EXERCISE MATERIALS:
▶
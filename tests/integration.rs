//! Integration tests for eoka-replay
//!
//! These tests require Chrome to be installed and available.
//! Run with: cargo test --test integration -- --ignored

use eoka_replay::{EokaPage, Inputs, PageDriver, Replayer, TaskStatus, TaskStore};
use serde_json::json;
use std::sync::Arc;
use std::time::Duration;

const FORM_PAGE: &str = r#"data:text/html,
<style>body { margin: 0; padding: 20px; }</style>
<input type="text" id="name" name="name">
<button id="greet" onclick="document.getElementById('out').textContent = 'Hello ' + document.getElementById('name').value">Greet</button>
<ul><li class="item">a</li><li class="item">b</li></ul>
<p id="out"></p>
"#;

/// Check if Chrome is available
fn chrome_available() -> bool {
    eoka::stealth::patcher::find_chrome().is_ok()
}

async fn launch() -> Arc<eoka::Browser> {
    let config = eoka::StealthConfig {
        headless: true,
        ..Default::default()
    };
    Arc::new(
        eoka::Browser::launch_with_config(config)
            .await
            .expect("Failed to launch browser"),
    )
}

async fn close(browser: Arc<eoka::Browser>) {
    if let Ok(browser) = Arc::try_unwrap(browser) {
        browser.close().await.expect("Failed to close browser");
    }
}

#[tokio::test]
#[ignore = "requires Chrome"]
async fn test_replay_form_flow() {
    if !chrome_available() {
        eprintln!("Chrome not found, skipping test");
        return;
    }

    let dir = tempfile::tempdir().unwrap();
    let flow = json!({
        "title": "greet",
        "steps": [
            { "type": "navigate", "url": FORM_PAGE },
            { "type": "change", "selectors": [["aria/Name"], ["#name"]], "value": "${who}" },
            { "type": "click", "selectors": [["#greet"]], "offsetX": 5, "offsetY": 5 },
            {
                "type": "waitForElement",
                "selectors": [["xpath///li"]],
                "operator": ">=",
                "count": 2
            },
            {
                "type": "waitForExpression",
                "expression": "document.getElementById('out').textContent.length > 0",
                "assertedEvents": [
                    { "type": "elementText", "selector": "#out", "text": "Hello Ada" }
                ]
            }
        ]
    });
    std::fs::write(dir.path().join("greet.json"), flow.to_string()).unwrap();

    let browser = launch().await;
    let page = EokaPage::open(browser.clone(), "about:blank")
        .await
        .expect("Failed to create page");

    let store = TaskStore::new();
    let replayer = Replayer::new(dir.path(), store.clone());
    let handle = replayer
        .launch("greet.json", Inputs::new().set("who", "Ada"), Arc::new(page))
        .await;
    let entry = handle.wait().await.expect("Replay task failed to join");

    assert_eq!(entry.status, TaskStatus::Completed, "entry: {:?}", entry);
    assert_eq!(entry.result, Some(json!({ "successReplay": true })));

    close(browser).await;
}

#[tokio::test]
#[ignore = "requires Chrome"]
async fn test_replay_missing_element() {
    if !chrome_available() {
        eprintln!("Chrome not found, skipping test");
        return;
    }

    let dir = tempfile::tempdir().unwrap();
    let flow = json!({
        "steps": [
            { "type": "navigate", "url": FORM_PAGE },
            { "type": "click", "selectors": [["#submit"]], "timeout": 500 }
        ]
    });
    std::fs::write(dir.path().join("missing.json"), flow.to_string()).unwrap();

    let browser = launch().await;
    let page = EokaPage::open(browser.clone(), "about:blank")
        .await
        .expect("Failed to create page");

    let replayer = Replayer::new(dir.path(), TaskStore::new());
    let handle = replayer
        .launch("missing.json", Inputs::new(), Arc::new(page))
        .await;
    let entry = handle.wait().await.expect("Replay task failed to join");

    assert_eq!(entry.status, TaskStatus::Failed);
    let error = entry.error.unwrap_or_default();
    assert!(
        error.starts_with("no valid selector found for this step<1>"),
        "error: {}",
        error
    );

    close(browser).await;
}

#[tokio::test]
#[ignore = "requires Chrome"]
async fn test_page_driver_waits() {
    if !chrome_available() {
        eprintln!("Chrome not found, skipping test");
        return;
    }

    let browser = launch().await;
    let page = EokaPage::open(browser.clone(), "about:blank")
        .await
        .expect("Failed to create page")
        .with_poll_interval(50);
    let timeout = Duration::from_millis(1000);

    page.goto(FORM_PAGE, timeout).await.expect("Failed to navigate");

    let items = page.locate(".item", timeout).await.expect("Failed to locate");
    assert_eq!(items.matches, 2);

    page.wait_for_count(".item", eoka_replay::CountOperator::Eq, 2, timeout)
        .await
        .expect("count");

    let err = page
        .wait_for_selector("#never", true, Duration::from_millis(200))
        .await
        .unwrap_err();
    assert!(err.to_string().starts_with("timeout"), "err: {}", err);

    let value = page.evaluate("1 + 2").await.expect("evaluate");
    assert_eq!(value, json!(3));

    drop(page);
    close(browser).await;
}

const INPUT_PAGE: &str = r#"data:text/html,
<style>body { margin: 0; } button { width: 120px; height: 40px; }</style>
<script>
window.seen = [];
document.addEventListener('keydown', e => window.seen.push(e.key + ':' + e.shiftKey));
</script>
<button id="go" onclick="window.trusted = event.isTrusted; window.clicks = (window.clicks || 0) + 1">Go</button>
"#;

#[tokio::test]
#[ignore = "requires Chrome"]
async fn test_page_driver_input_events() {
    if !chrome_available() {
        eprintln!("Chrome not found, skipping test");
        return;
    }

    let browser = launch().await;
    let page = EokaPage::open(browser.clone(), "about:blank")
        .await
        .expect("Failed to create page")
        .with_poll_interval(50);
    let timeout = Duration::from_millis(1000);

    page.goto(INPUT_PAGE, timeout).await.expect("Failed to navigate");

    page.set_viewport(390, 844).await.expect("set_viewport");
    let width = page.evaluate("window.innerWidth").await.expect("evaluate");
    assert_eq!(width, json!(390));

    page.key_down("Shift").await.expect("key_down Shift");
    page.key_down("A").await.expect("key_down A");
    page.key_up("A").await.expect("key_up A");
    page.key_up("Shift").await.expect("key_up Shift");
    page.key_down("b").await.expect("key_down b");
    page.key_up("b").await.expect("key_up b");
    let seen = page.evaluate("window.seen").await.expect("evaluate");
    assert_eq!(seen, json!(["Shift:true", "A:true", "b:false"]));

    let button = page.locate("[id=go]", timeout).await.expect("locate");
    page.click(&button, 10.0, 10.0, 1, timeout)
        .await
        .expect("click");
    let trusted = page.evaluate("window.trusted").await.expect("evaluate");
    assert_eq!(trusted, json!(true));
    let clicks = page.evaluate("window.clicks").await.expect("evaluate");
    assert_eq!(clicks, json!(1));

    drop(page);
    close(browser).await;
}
◀
▶
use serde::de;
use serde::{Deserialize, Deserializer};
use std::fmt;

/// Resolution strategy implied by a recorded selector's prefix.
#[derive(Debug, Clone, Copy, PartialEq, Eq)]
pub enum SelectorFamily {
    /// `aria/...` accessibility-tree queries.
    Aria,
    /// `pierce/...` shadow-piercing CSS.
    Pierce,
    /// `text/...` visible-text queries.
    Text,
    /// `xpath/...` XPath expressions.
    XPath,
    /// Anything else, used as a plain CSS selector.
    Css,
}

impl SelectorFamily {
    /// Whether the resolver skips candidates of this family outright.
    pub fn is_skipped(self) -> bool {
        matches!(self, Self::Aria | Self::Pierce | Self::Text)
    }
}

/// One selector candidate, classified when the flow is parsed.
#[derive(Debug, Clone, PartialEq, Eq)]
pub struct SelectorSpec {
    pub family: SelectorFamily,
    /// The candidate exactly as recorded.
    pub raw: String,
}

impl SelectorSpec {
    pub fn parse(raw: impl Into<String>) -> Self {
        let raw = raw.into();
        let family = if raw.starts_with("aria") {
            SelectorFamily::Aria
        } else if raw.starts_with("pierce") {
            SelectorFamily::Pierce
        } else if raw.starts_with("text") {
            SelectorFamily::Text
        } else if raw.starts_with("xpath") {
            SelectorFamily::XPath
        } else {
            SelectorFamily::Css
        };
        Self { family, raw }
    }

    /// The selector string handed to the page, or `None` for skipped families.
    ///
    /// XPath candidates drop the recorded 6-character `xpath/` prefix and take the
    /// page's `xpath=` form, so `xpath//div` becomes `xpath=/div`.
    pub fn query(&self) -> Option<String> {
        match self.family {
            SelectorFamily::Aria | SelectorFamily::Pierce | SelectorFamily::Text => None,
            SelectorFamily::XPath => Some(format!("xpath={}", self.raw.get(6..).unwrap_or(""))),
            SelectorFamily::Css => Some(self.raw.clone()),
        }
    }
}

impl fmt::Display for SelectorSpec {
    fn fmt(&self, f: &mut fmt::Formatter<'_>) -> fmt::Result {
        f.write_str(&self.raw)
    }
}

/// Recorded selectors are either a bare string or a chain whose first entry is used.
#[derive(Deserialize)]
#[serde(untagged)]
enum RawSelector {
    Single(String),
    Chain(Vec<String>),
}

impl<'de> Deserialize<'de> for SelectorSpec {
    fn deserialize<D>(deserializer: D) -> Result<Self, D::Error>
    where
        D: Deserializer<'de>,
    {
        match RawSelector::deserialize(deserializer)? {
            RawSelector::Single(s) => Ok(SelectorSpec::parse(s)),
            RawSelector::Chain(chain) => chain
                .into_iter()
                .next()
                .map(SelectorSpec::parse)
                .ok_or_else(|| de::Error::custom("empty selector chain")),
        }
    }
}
◀
PROBLEM DETAILS:
What is the number of lines in the listing that contain the string "const"? Give it alone.

SOLUTION TO THE EXERCISE:
2